Top of Source data

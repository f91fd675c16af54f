//! Per-identity workspaces and the custodian that scrubs them.
//!
//! Learner code runs as an identity and may leave traps behind: directories
//! with mode 000, sticky bits, deep trees, files in shared scratch space.
//! Cleanup resets permissions on each owned directory before descending into
//! it, removes bottom-up, and never touches an entry owned by anybody else.

use crate::config::WorkerConfig;
use crate::identity::WorkerIdentity;
use anyhow::{Context, Result, bail};
use nix::unistd::{chown, Uid};
use serde::{Deserialize, Serialize};
use std::fs;
use std::io::ErrorKind;
use std::os::unix::fs::{MetadataExt, PermissionsExt};
use std::path::{Path, PathBuf};
use tokio::process::Command;
use tracing::{debug, info, warn};

const WORKERS_DIR_MODE: u32 = 0o755;
const WORKSPACE_MODE: u32 = 0o1770;
const OWNED_DIR_RESET_MODE: u32 = 0o700;

/// Outcome of one cleanup pass.
#[derive(Debug, Clone, Copy, Default, PartialEq, Eq, Serialize, Deserialize)]
pub struct PurgeReport {
    pub removed: usize,
    /// Entries left alone because another account owns them.
    pub skipped: usize,
    pub failed: usize,
}

impl PurgeReport {
    pub fn merge(&mut self, other: PurgeReport) {
        self.removed += other.removed;
        self.skipped += other.skipped;
        self.failed += other.failed;
    }
}

/// Remove everything under `root` owned by `owner`. `root` itself is kept.
///
/// Never fails: missing paths are ignored and other errors are counted in
/// the report.
pub fn purge(root: &Path, owner: Uid) -> PurgeReport {
    let mut report = PurgeReport::default();
    match fs::symlink_metadata(root) {
        Ok(meta) if meta.is_dir() => {
            if meta.uid() == owner.as_raw() {
                let mode = (meta.permissions().mode() | 0o700) & 0o7777;
                if let Err(e) = fs::set_permissions(root, fs::Permissions::from_mode(mode)) {
                    debug!(path = %root.display(), error = %e, "Could not reset workspace root mode");
                }
            }
            purge_children(root, owner, &mut report);
        }
        Ok(_) => warn!(path = %root.display(), "Workspace root is not a directory"),
        Err(e) if e.kind() == ErrorKind::NotFound => {}
        Err(e) => {
            warn!(path = %root.display(), error = %e, "Cannot inspect workspace root");
            report.failed += 1;
        }
    }
    report
}

/// Remove entries directly inside each scratch directory that are owned by
/// `owner`, together with their owned contents.
pub fn sweep_scratch(dirs: &[PathBuf], owner: Uid) -> PurgeReport {
    let mut report = PurgeReport::default();
    for dir in dirs {
        purge_children(dir, owner, &mut report);
    }
    report
}

fn purge_children(dir: &Path, owner: Uid, report: &mut PurgeReport) {
    let entries = match fs::read_dir(dir) {
        Ok(entries) => entries,
        Err(e) if e.kind() == ErrorKind::NotFound => return,
        Err(e) => {
            warn!(path = %dir.display(), error = %e, "Cannot list directory during cleanup");
            report.failed += 1;
            return;
        }
    };

    for entry in entries.flatten() {
        let path = entry.path();
        let meta = match fs::symlink_metadata(&path) {
            Ok(meta) => meta,
            Err(e) if e.kind() == ErrorKind::NotFound => continue,
            Err(e) => {
                warn!(path = %path.display(), error = %e, "Cannot inspect entry during cleanup");
                report.failed += 1;
                continue;
            }
        };
        if meta.uid() != owner.as_raw() {
            debug!(path = %path.display(), owner = meta.uid(), "Skipping entry owned by another account");
            report.skipped += 1;
            continue;
        }
        remove_owned(&path, &meta, owner, report);
    }
}

fn remove_owned(path: &Path, meta: &fs::Metadata, owner: Uid, report: &mut PurgeReport) {
    // symlink_metadata: a symlink is never a directory here, so links are
    // unlinked rather than followed.
    let result = if meta.is_dir() {
        if let Err(e) = fs::set_permissions(path, fs::Permissions::from_mode(OWNED_DIR_RESET_MODE)) {
            debug!(path = %path.display(), error = %e, "Could not reset directory mode");
        }
        purge_children(path, owner, report);
        fs::remove_dir(path)
    } else {
        fs::remove_file(path)
    };

    match result {
        Ok(()) => report.removed += 1,
        Err(e) if e.kind() == ErrorKind::NotFound => {}
        // Left non-empty by entries of another owner; already counted.
        Err(e) if e.raw_os_error() == Some(libc::ENOTEMPTY) => {}
        Err(e) => {
            warn!(path = %path.display(), error = %e, "Failed to remove entry");
            report.failed += 1;
        }
    }
}

/// Creates, and scrubs, the workspace of each identity.
pub struct WorkspaceCustodian {
    workers_dir: PathBuf,
    scratch_dirs: Vec<PathBuf>,
    worker_exe: PathBuf,
}

impl WorkspaceCustodian {
    pub fn new(config: &WorkerConfig) -> Result<Self> {
        let worker_exe = std::env::current_exe().context("Cannot locate the worker executable")?;
        Ok(Self {
            workers_dir: config.workers_dir(),
            scratch_dirs: config.scratch_dirs.clone(),
            worker_exe,
        })
    }

    pub fn with_paths(workers_dir: PathBuf, scratch_dirs: Vec<PathBuf>, worker_exe: PathBuf) -> Self {
        Self {
            workers_dir,
            scratch_dirs,
            worker_exe,
        }
    }

    /// Create a clean workspace for `identity` and return its path.
    pub async fn prepare(&self, identity: &WorkerIdentity) -> Result<PathBuf> {
        let root = identity.root.clone();
        if !root.starts_with(&self.workers_dir) {
            bail!(
                "Workspace {} is outside of {}",
                root.display(),
                self.workers_dir.display()
            );
        }

        fs::create_dir_all(&root)
            .with_context(|| format!("No workspace directory for user: {}", identity.name))?;
        if let Err(e) = fs::set_permissions(&self.workers_dir, fs::Permissions::from_mode(WORKERS_DIR_MODE)) {
            debug!(path = %self.workers_dir.display(), error = %e, "Could not set workers dir mode");
        }
        if !identity.is_current_user() {
            chown(&root, None, Some(identity.gid))
                .with_context(|| format!("Failed to give {} group access to {}", identity.name, root.display()))?;
        }
        fs::set_permissions(&root, fs::Permissions::from_mode(WORKSPACE_MODE))
            .with_context(|| format!("Failed to set mode on {}", root.display()))?;

        self.purge(identity).await?;
        Ok(root)
    }

    /// Empty the identity's workspace and sweep its files from scratch space.
    ///
    /// The identity's entries are removed with the identity's own privileges.
    /// Files the worker materialised into the workspace are then removed by
    /// the worker account, which owns them.
    pub async fn purge(&self, identity: &WorkerIdentity) -> Result<PurgeReport> {
        let mut report = if identity.is_current_user() {
            let root = identity.root.clone();
            let scratch = self.scratch_dirs.clone();
            let owner = identity.uid;
            tokio::task::spawn_blocking(move || {
                let mut report = purge(&root, owner);
                report.merge(sweep_scratch(&scratch, owner));
                report
            })
            .await
            .context("Cleanup task panicked")?
        } else {
            self.purge_as(identity).await?
        };

        if !identity.is_current_user() {
            let root = identity.root.clone();
            let own = tokio::task::spawn_blocking(move || purge(&root, Uid::current()))
                .await
                .context("Cleanup task panicked")?;
            report.removed += own.removed;
            report.failed += own.failed;
        }

        info!(
            identity = %identity.name,
            removed = report.removed,
            skipped = report.skipped,
            failed = report.failed,
            "Workspace purged"
        );
        Ok(report)
    }

    async fn purge_as(&self, identity: &WorkerIdentity) -> Result<PurgeReport> {
        let prefix = identity.command_prefix();
        let mut cmd = Command::new(&prefix[0]);
        cmd.args(&prefix[1..])
            .arg(&self.worker_exe)
            .arg("purge")
            .arg("--root")
            .arg(&identity.root);
        for dir in &self.scratch_dirs {
            cmd.arg("--scratch").arg(dir);
        }

        let output = cmd
            .kill_on_drop(true)
            .output()
            .await
            .with_context(|| format!("Failed to run cleanup as {}", identity.name))?;
        if !output.status.success() {
            bail!(
                "Cleanup as {} exited with {}: {}",
                identity.name,
                output.status,
                String::from_utf8_lossy(&output.stderr)
            );
        }
        serde_json::from_slice(&output.stdout).context("Cleanup produced an unreadable report")
    }
}

#[cfg(test)]
mod tests {
    use super::*;
    use std::os::unix::fs::symlink;

    fn me() -> Uid {
        Uid::current()
    }

    fn someone_else() -> Uid {
        Uid::from_raw(Uid::current().as_raw() + 1)
    }

    #[test]
    fn test_other_identity_files_are_untouched() {
        let workers = tempfile::tempdir().unwrap();
        let folder = workers.path().join("B").join("folder");
        fs::create_dir_all(&folder).unwrap();
        fs::write(folder.join("test.txt"), "created by A").unwrap();

        let report = purge(&workers.path().join("B"), someone_else());

        assert!(folder.join("test.txt").exists());
        assert_eq!(report.removed, 0);
        assert_eq!(report.skipped, 1);
    }

    #[test]
    fn test_zero_permission_and_sticky_directories_are_removed() {
        let root = tempfile::tempdir().unwrap();
        let sticky = root.path().join("test_sticky");
        let pycache = root.path().join("__pycache__");
        fs::create_dir(&sticky).unwrap();
        fs::create_dir(&pycache).unwrap();
        fs::write(sticky.join("inner.txt"), "x").unwrap();
        fs::create_dir(sticky.join("nested")).unwrap();
        fs::set_permissions(sticky.join("nested"), fs::Permissions::from_mode(0o000)).unwrap();
        fs::set_permissions(&sticky, fs::Permissions::from_mode(0o1000)).unwrap();
        fs::set_permissions(&pycache, fs::Permissions::from_mode(0o000)).unwrap();

        let report = purge(root.path(), me());

        assert!(!sticky.exists());
        assert!(!pycache.exists());
        assert!(root.path().exists());
        assert_eq!(report.failed, 0);
        assert_eq!(report.removed, 4);
    }

    #[test]
    fn test_hidden_files_are_removed() {
        let root = tempfile::tempdir().unwrap();
        fs::write(root.path().join(".hidden"), "x").unwrap();
        fs::write(root.path().join("visible"), "x").unwrap();

        purge(root.path(), me());

        assert_eq!(fs::read_dir(root.path()).unwrap().count(), 0);
    }

    #[test]
    fn test_symlinks_are_not_followed() {
        let root = tempfile::tempdir().unwrap();
        let outside = tempfile::tempdir().unwrap();
        fs::write(outside.path().join("keep.txt"), "x").unwrap();
        symlink(outside.path(), root.path().join("link")).unwrap();

        purge(root.path(), me());

        assert!(!root.path().join("link").exists());
        assert!(outside.path().join("keep.txt").exists());
    }

    #[test]
    fn test_missing_root_is_tolerated() {
        let report = purge(Path::new("/nonexistent/autotest/workspace"), me());
        assert_eq!(report, PurgeReport::default());
    }

    #[test]
    fn test_scratch_sweep_removes_owned_entries_only() {
        let scratch = tempfile::tempdir().unwrap();
        fs::write(scratch.path().join("test.txt"), "x").unwrap();
        fs::create_dir(scratch.path().join("folder")).unwrap();
        fs::write(scratch.path().join("folder").join("test.txt"), "x").unwrap();

        let untouched = sweep_scratch(&[scratch.path().to_path_buf()], someone_else());
        assert_eq!(untouched.removed, 0);
        assert!(scratch.path().join("folder").exists());

        let report = sweep_scratch(&[scratch.path().to_path_buf()], me());
        assert!(!scratch.path().join("test.txt").exists());
        assert!(!scratch.path().join("folder").exists());
        assert!(scratch.path().exists());
        assert_eq!(report.removed, 3);
    }

    #[tokio::test]
    async fn test_prepare_creates_clean_workspace() {
        let workspace = tempfile::tempdir().unwrap();
        let scratch = tempfile::tempdir().unwrap();
        let workers_dir = workspace.path().join("workers");
        let identity = WorkerIdentity::new(
            "me",
            Uid::current(),
            nix::unistd::Gid::current(),
            workers_dir.join("me"),
        );
        fs::create_dir_all(&identity.root).unwrap();
        fs::write(identity.root.join("leftover.py"), "x").unwrap();

        let custodian = WorkspaceCustodian::with_paths(
            workers_dir.clone(),
            vec![scratch.path().to_path_buf()],
            PathBuf::from("/bin/false"),
        );
        let root = custodian.prepare(&identity).await.unwrap();

        assert_eq!(root, identity.root);
        assert_eq!(fs::read_dir(&root).unwrap().count(), 0);
        let mode = fs::metadata(&root).unwrap().permissions().mode() & 0o7777;
        assert_eq!(mode, WORKSPACE_MODE);
    }

    #[tokio::test]
    async fn test_prepare_rejects_workspace_outside_workers_dir() {
        let workspace = tempfile::tempdir().unwrap();
        let identity = WorkerIdentity::new(
            "me",
            Uid::current(),
            nix::unistd::Gid::current(),
            PathBuf::from("/etc"),
        );
        let custodian = WorkspaceCustodian::with_paths(
            workspace.path().join("workers"),
            Vec::new(),
            PathBuf::from("/bin/false"),
        );

        assert!(custodian.prepare(&identity).await.is_err());
    }
}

Bottom of Source data

How to complete this task
Your output should be an exact copy of the lines from the top of the listing above to the line with "by anybody else.", both ends included.

Answer section
repository f91fd675c16af54f
//! Per-identity workspaces and the custodian that scrubs them.
//!
//! Learner code runs as an identity and may leave traps behind: directories
//! with mode 000, sticky bits, deep trees, files in shared scratch space.
//! Cleanup resets permissions on each owned directory before descending into
//! it, removes bottom-up, and never touches an entry owned by anybody else.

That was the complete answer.